* _WORK INSTRUCTIONS_
Copy out each line of the data holding "NetworkInfo".
--- RECORDED INFORMATION Enclosed Below ---
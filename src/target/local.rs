//! Local Target — composes a Runtime (shell or docker) on this machine
//! (§4.4.1).

use std::path::{Path, PathBuf};
use std::sync::Arc;

use async_trait::async_trait;
use parking_lot::RwLock;
use tokio_util::sync::CancellationToken;
use tracing::{info, instrument, warn};

use crate::error::{ErrorCode, Result, SykliError};
use crate::graph::task::{Service, Task};
use crate::runtime::{resolve_mounts, DockerRuntime, LineSink, RunFailure, RunOpts, Runtime, ShellRuntime};

use super::{
    confine_to_workdir, default_artifact_path, Capability, Lifecycle, NetworkInfo, Secrets,
    Services, Storage, Target, TargetOpts, TaskRunOutcome,
};

const CAPABILITIES: &[Capability] = &[
    Capability::Lifecycle,
    Capability::Secrets,
    Capability::Storage,
    Capability::Services,
];

pub struct LocalTarget {
    workdir: PathBuf,
    shell: ShellRuntime,
    docker: DockerRuntime,
    docker_available: RwLock<bool>,
}

impl LocalTarget {
    pub fn new(workdir: PathBuf) -> Self {
        Self {
            workdir,
            shell: ShellRuntime::new(),
            docker: DockerRuntime::new(),
            docker_available: RwLock::new(false),
        }
    }

    fn runtime_for(&self, task: &Task) -> Result<&dyn Runtime> {
        if task.runs_in_container() {
            if *self.docker_available.read() {
                Ok(&self.docker)
            } else {
                Err(SykliError::new(
                    ErrorCode::MissingCapability,
                    "task requires a container runtime but docker is unavailable on this node",
                )
                .with_task(task.name.clone()))
            }
        } else {
            Ok(&self.shell)
        }
    }

    fn task_workdir(&self, task: &Task) -> PathBuf {
        match &task.workdir {
            Some(rel) => self.workdir.join(rel),
            None => self.workdir.clone(),
        }
    }
}

#[async_trait]
impl Target for LocalTarget {
    #[instrument(skip(self, task, opts, cancel, on_line), fields(task = %task.name))]
    async fn run_task(
        &self,
        task: &Task,
        opts: &TargetOpts,
        cancel: &CancellationToken,
        on_line: Option<&LineSink>,
    ) -> Result<TaskRunOutcome> {
        let runtime = self.runtime_for(task)?;
        let command = task
            .command
            .clone()
            .ok_or_else(|| SykliError::new(ErrorCode::Internal, "task has no command").with_task(task.name.clone()))?;

        let mut env = opts.env.clone();
        env.extend(task.env.clone());

        let run_opts = RunOpts {
            workdir: self.task_workdir(task),
            env,
            timeout_ms: Some(task.timeout.unwrap_or(opts.default_timeout_secs) * 1000),
            mounts: resolve_mounts(&task.mounts, &self.workdir),
            network: None,
        };

        match runtime.run(&command, task.container.as_deref(), &run_opts, cancel, on_line).await {
            Ok(output) => Ok(TaskRunOutcome {
                exit_code: output.exit_code,
                output: output.output,
                line_count: output.line_count,
            }),
            Err(RunFailure::Timeout) => Err(SykliError::new(
                ErrorCode::TaskTimeout,
                format!("task exceeded its {}s timeout", task.timeout.unwrap_or(opts.default_timeout_secs)),
            )
            .with_task(task.name.clone())),
            Err(RunFailure::Cancelled) => Err(SykliError::new(
                ErrorCode::Cancelled,
                "task cancelled by run-wide cancel signal",
            )
            .with_task(task.name.clone())),
            Err(RunFailure::Reason(reason)) => {
                Err(SykliError::new(ErrorCode::Internal, reason).with_task(task.name.clone()))
            }
        }
    }

    fn capabilities(&self) -> &[Capability] {
        CAPABILITIES
    }

    fn as_lifecycle(&self) -> Option<&dyn Lifecycle> {
        Some(self)
    }
    fn as_secrets(&self) -> Option<&dyn Secrets> {
        Some(self)
    }
    fn as_storage(&self) -> Option<&dyn Storage> {
        Some(self)
    }
    fn as_services(&self) -> Option<&dyn Services> {
        Some(self)
    }
}

#[async_trait]
impl Lifecycle for LocalTarget {
    async fn setup(&self, _opts: &TargetOpts) -> Result<()> {
        let available = self.docker.available().await;
        *self.docker_available.write() = available;
        if !available {
            warn!("docker runtime unavailable; tasks without a container will still run via shell");
        }
        info!(workdir = %self.workdir.display(), "local target ready");
        Ok(())
    }

    async fn teardown(&self) -> Result<()> {
        Ok(())
    }
}

#[async_trait]
impl Secrets for LocalTarget {
    /// Reference secret backends (Vault, cloud secret managers) are
    /// out of scope (§1); the Local Target resolves secrets from the
    /// process environment by name, matching the fallback strategy noted
    /// for K8s in §9 design notes.
    async fn resolve_secret(&self, name: &str) -> Result<String> {
        std::env::var(name).map_err(|_| {
            SykliError::new(ErrorCode::MissingSecrets, format!("secret {name} not found in environment"))
        })
    }
}

#[async_trait]
impl Storage for LocalTarget {
    async fn create_volume(&self, name: &str) -> Result<()> {
        let path = self.workdir.join(".sykli").join("volumes").join(name);
        tokio::fs::create_dir_all(&path)
            .await
            .map_err(|e| SykliError::new(ErrorCode::Internal, e.to_string()))
    }

    fn artifact_path(&self, task_name: &str, artifact_name: &str, workdir: &Path) -> PathBuf {
        default_artifact_path(workdir, task_name, artifact_name)
    }

    async fn copy_artifact(&self, src: &Path, dst: &Path, workdir: &Path) -> Result<()> {
        let src = confine_to_workdir(src, workdir)?;
        let dst = confine_to_workdir(dst, workdir)?;
        if let Some(parent) = dst.parent() {
            tokio::fs::create_dir_all(parent)
                .await
                .map_err(|e| SykliError::new(ErrorCode::Internal, e.to_string()))?;
        }
        tokio::fs::copy(&src, &dst)
            .await
            .map(|_| ())
            .map_err(|e| SykliError::new(ErrorCode::Internal, format!("copy_artifact failed: {e}")))
    }
}

#[async_trait]
impl Services for LocalTarget {
    async fn start_services(&self, task_name: &str, services: &[Service]) -> Result<NetworkInfo> {
        let network = format!("sykli-{task_name}-{}", crate::util::ulid_gen::next_ulid());
        self.docker
            .create_network(&network)
            .await
            .map_err(|_| SykliError::new(ErrorCode::Internal, "failed to create service network"))?;

        for service in services {
            self.docker
                .start_service(&service.name, &service.image, &network)
                .await
                .map_err(|_| {
                    SykliError::new(
                        ErrorCode::Internal,
                        format!("failed to start service {}", service.name),
                    )
                })?;
        }

        Ok(NetworkInfo {
            network_name: network,
        })
    }

    async fn stop_services(&self, network: &NetworkInfo) -> Result<()> {
        let _ = self.docker.remove_network(&network.network_name).await;
        Ok(())
    }
}

#[cfg(test)]
mod tests {
    use super::*;
    use std::collections::HashMap;

    fn opts() -> TargetOpts {
        TargetOpts {
            env: HashMap::new(),
            default_timeout_secs: 60,
            k8s_defaults: None,
        }
    }

    #[tokio::test]
    async fn shell_task_runs_without_docker() {
        let dir = tempfile::tempdir().unwrap();
        let target = LocalTarget::new(dir.path().to_path_buf());
        let task: Task = serde_json::from_value(serde_json::json!({
            "name": "echo",
            "command": "echo hi"
        }))
        .unwrap();

        let outcome = target.run_task(&task, &opts(), &CancellationToken::new(), None).await.unwrap();
        assert_eq!(outcome.exit_code, 0);
        assert!(outcome.output.contains("hi"));
    }

    #[tokio::test]
    async fn container_task_without_docker_is_missing_capability() {
        let dir = tempfile::tempdir().unwrap();
        let target = LocalTarget::new(dir.path().to_path_buf());
        // docker_available defaults false until setup() probes it
        let task: Task = serde_json::from_value(serde_json::json!({
            "name": "build",
            "command": "make",
            "container": "golang:1.22"
        }))
        .unwrap();

        let err = target.run_task(&task, &opts(), &CancellationToken::new(), None).await.unwrap_err();
        assert_eq!(err.code, ErrorCode::MissingCapability);
    }

    #[tokio::test]
    async fn cancel_signal_stops_an_in_flight_task() {
        let dir = tempfile::tempdir().unwrap();
        let target = LocalTarget::new(dir.path().to_path_buf());
        let task: Task = serde_json::from_value(serde_json::json!({
            "name": "slow",
            "command": "sleep 30"
        }))
        .unwrap();

        let cancel = CancellationToken::new();
        let cancel_clone = cancel.clone();
        tokio::spawn(async move {
            tokio::time::sleep(std::time::Duration::from_millis(200)).await;
            cancel_clone.cancel();
        });

        let start = std::time::Instant::now();
        let err = target.run_task(&task, &opts(), &cancel, None).await.unwrap_err();
        assert_eq!(err.code, ErrorCode::Cancelled);
        assert!(start.elapsed() < std::time::Duration::from_secs(3));
    }

    #[tokio::test]
    async fn output_lines_reach_the_on_line_sink() {
        let dir = tempfile::tempdir().unwrap();
        let target = LocalTarget::new(dir.path().to_path_buf());
        let task: Task = serde_json::from_value(serde_json::json!({
            "name": "echo",
            "command": "echo one && echo two"
        }))
        .unwrap();

        let lines = std::sync::Arc::new(parking_lot::Mutex::new(Vec::new()));
        let lines_clone = lines.clone();
        let sink = move |line: &str| lines_clone.lock().push(line.to_string());

        let outcome = target
            .run_task(&task, &opts(), &CancellationToken::new(), Some(&sink))
            .await
            .unwrap();
        assert_eq!(outcome.exit_code, 0);
        assert_eq!(*lines.lock(), vec!["one".to_string(), "two".to_string()]);
    }
}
--- End of Enclosed RECORDED INFORMATION ---
* _ANSWER BELOW_
    confine_to_workdir, default_artifact_path, Capability, Lifecycle, NetworkInfo, Secrets,
    async fn start_services(&self, task_name: &str, services: &[Service]) -> Result<NetworkInfo> {
        Ok(NetworkInfo {
    async fn stop_services(&self, network: &NetworkInfo) -> Result<()> {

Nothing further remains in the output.